Em 16 linhas datilografadas, em espaço dois, Freud, na época com 70 anos, abre a carta com um superlativo, "Honradíssimo Senhor", seguido de uma exclamação. Desculpa-se por não dominar o português, mas afirma que conseguiu "deduzir", graças aos seus conhecimentos de espanhol, os interesses do jovem Durval. Assegura-lhe que achará "rica e recompensadora em revelações" a associação da psicanálise com as "belas-letras".
Uma segunda carta de Freud chega ao Brasil em 10 de janeiro de 1927, endereçada ao também psiquiatra Osório César, que lhe remetera seu livro sobre os internos do Hospital do Juquery. Em 16 linhas também datilografadas Freud escreve: "Causa-me grande satisfação a prova de interesse que a nossa psicanálise vem despertando no seu distante Brasil."
Durval Marcondes volta a escrever a Freud em 1927, quando lhe comunica a fundação da Sociedade Brasileira de Psicanálise, a primeira instituição psicanalítica da América Latina.
Freud responde agora em 22 linhas manuscritas, em carta datada de 27 de junho de 1928. "Caro colega, a visão da nova Revista Brasileira de Psicanálise me deu muito prazer", escreve. E revela –dado até hoje desconhecido em sua biografia– que teria começado a aprender o português: "Comprei uma pequena gramática portuguesa e um dicionário alemão-português. Durante estas férias eu quero chegar ao ponto de poder ler pessoalmente a revista."
Sigmund Freud volta a se corresponder com Durval em outra missiva, também a bico de pena, de 25 linhas. Datada de 11 de agosto de 1928, diz a carta: "Agradeço pelo seu minucioso relatório sobre os acontecimentos esperançosos em seu país". Durval lhe reportara os avanços do movimento psicanalítico no Brasil.

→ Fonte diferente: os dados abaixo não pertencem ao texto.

//! Hosted destination backend over the PostgREST dialect.
//!
//! # Responsibility
//! - Translate the four repository verbs into JSON-over-HTTPS requests.
//! - Attach the project key and the caller's bearer token.
//!
//! # Invariants
//! - Every request carries an `owner_id=eq.<identity>` filter or column.
//! - Writes request `return=representation` so callers always get server rows.
//! - No timeouts or retries are layered on top of the HTTP client.

use crate::config::ClientConfig;
use crate::identity::Identity;
use crate::model::destination::{
    Destination, DestinationChanges, DestinationId, NewDestination, OwnerId,
};
use crate::repo::destination_repo::{check_owned_row, DestinationRepository, RepoError, RepoResult};
use chrono::{DateTime, Utc};
use log::{debug, warn};
use reqwest::header::{ACCEPT, CONTENT_TYPE};
use reqwest::{Client, Method, RequestBuilder, Response};
use serde::de::IgnoredAny;
use serde::Serialize;

const HEADER_API_KEY: &str = "apikey";
const HEADER_PREFER: &str = "Prefer";
const PREFER_REPRESENTATION: &str = "return=representation";
const MAX_ERROR_MESSAGE_CHARS: usize = 200;

type QueryPairs = Vec<(&'static str, String)>;

/// Remote destination repository for the hosted table.
pub struct RestDestinationRepository {
    client: Client,
    config: ClientConfig,
}

#[derive(Serialize)]
struct InsertRow<'a> {
    owner_id: OwnerId,
    #[serde(flatten)]
    destination: &'a NewDestination,
}

#[derive(Serialize)]
struct UpdateRow<'a> {
    #[serde(flatten)]
    changes: &'a DestinationChanges,
    updated_at: DateTime<Utc>,
}

impl RestDestinationRepository {
    /// Builds a repository with its own HTTP client.
    pub fn new(config: ClientConfig) -> RepoResult<Self> {
        let client = Client::builder()
            .user_agent(concat!("travelmap_core/", env!("CARGO_PKG_VERSION")))
            .build()?;
        Ok(Self::with_client(client, config))
    }

    /// Builds a repository sharing an existing HTTP client.
    pub fn with_client(client: Client, config: ClientConfig) -> Self {
        Self { client, config }
    }

    fn request(&self, method: Method, identity: &Identity, query: &QueryPairs) -> RequestBuilder {
        // Without a user session the project key doubles as bearer token.
        let bearer = if identity.access_token.is_empty() {
            self.config.anon_key.as_str()
        } else {
            identity.access_token.as_str()
        };

        self.client
            .request(method, self.config.table_url())
            .query(query)
            .header(HEADER_API_KEY, self.config.anon_key.as_str())
            .header(ACCEPT, "application/json")
            .bearer_auth(bearer)
    }

    /// Sends `request` and returns the success body; non-2xx becomes `Status`.
    async fn send(&self, verb: &'static str, request: RequestBuilder) -> RepoResult<String> {
        let body = read_body(request.send().await?).await;
        body.inspect_err(|err| {
            warn!("event=destination_{verb} module=repo backend=rest status=error error={err}");
        })
    }

    async fn send_for_rows(
        &self,
        verb: &'static str,
        identity: &Identity,
        request: RequestBuilder,
    ) -> RepoResult<Vec<Destination>> {
        let body = self.send(verb, request).await?;
        let rows = parse_rows(&body).inspect_err(|err| {
            warn!("event=destination_{verb} module=repo backend=rest status=error error={err}");
        })?;
        debug!(
            "event=destination_{verb} module=repo backend=rest status=ok rows={}",
            rows.len()
        );
        rows.into_iter()
            .map(|row| check_owned_row(identity, row))
            .collect()
    }
}

impl DestinationRepository for RestDestinationRepository {
    async fn select_where(&self, identity: &Identity) -> RepoResult<Vec<Destination>> {
        let request = self.request(Method::GET, identity, &select_query(identity.user_id));
        self.send_for_rows("select", identity, request).await
    }

    async fn insert(&self, identity: &Identity, input: &NewDestination) -> RepoResult<Destination> {
        let body = [InsertRow {
            owner_id: identity.user_id,
            destination: input,
        }];
        let request = self
            .request(Method::POST, identity, &vec![("select", "*".to_string())])
            .header(HEADER_PREFER, PREFER_REPRESENTATION)
            .header(CONTENT_TYPE, "application/json")
            .json(&body);

        self.send_for_rows("insert", identity, request)
            .await?
            .into_iter()
            .next()
            .ok_or_else(|| RepoError::InvalidData("insert returned no row".to_string()))
    }

    async fn update_where(
        &self,
        identity: &Identity,
        id: DestinationId,
        changes: &DestinationChanges,
    ) -> RepoResult<Option<Destination>> {
        let body = UpdateRow {
            changes,
            updated_at: Utc::now(),
        };
        let mut query = row_filter(id, identity.user_id);
        query.push(("select", "*".to_string()));
        let request = self
            .request(Method::PATCH, identity, &query)
            .header(HEADER_PREFER, PREFER_REPRESENTATION)
            .header(CONTENT_TYPE, "application/json")
            .json(&body);

        Ok(self
            .send_for_rows("update", identity, request)
            .await?
            .into_iter()
            .next())
    }

    async fn delete_where(&self, identity: &Identity, id: DestinationId) -> RepoResult<u64> {
        let request = self
            .request(Method::DELETE, identity, &row_filter(id, identity.user_id))
            .header(HEADER_PREFER, PREFER_REPRESENTATION);
        // Removed rows are only counted; a malformed one is still gone.
        let body = self.send("delete", request).await?;
        let removed = count_rows(&body)?;
        debug!("event=destination_delete module=repo backend=rest status=ok rows={removed}");
        Ok(removed)
    }
}

pub(crate) fn select_query(owner: OwnerId) -> QueryPairs {
    // The hosted table has no insertion sequence; equal created_at values keep backend order.
    vec![
        ("select", "*".to_string()),
        ("owner_id", format!("eq.{owner}")),
        ("order", "created_at.desc".to_string()),
    ]
}

pub(crate) fn row_filter(id: DestinationId, owner: OwnerId) -> QueryPairs {
    vec![
        ("id", format!("eq.{id}")),
        ("owner_id", format!("eq.{owner}")),
    ]
}

async fn read_body(response: Response) -> RepoResult<String> {
    let status = response.status();
    let body = response.text().await?;
    if !status.is_success() {
        return Err(RepoError::Status {
            status: status.as_u16(),
            message: backend_message(&body),
        });
    }
    Ok(body)
}

pub(crate) fn parse_rows(body: &str) -> RepoResult<Vec<Destination>> {
    if body.trim().is_empty() {
        return Ok(Vec::new());
    }
    serde_json::from_str(body)
        .map_err(|err| RepoError::InvalidData(format!("malformed destination rows: {err}")))
}

pub(crate) fn count_rows(body: &str) -> RepoResult<u64> {
    if body.trim().is_empty() {
        return Ok(0);
    }
    serde_json::from_str::<Vec<IgnoredAny>>(body)
        .map(|rows| rows.len() as u64)
        .map_err(|err| RepoError::InvalidData(format!("malformed delete response: {err}")))
}

/// Extracts the `message` field of a PostgREST error body, else the raw text.
pub(crate) fn backend_message(body: &str) -> String {
    let message = serde_json::from_str::<serde_json::Value>(body)
        .ok()
        .and_then(|value| {
            value
                .get("message")
                .and_then(|message| message.as_str())
                .map(str::to_string)
        })
        .unwrap_or_else(|| body.trim().to_string());
    message.chars().take(MAX_ERROR_MESSAGE_CHARS).collect()
}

Em 1931, um episódio extravagante traz de volta a necessidade de comunicação com Freud. Um prestidigitador e telepata se apresenta em São Paulo, dizendo-se amigo de Freud e conhecedor da psicanálise, que ele utilizaria em seus truques teatrais. O ilusionista irrita os psicanalistas, sobretudo Durval Marcondes, que escreve a Freud a respeito (leia sobre o episódio na página ao lado).
Este não seria o último contato com Freud. Em 18 de janeiro de 1931, chega a derradeira carta de Freud a Durval, na verdade um cartão-postal de Viena.
Além da correspondência de Freud, o álbum editado por Leopoldo Nosek, faz um amplo retrospecto dos anos pioneiros da psicanálise em São Paulo, relacionando, através de rico material iconográfico, a história da Sociedade com a história socioeconômica e cultural do país e do mundo. O livro relata ainda contatos mantidos por membros da Sociedade com Wilfred Bion e Melanie Klein.
"Para fazer o livro levamos cinco anos gravando depoimentos dos mais antigos membros da sociedade", conta Nosek. "O livro é cheio de imagens, que seriam como uma matéria-prima para sonhos."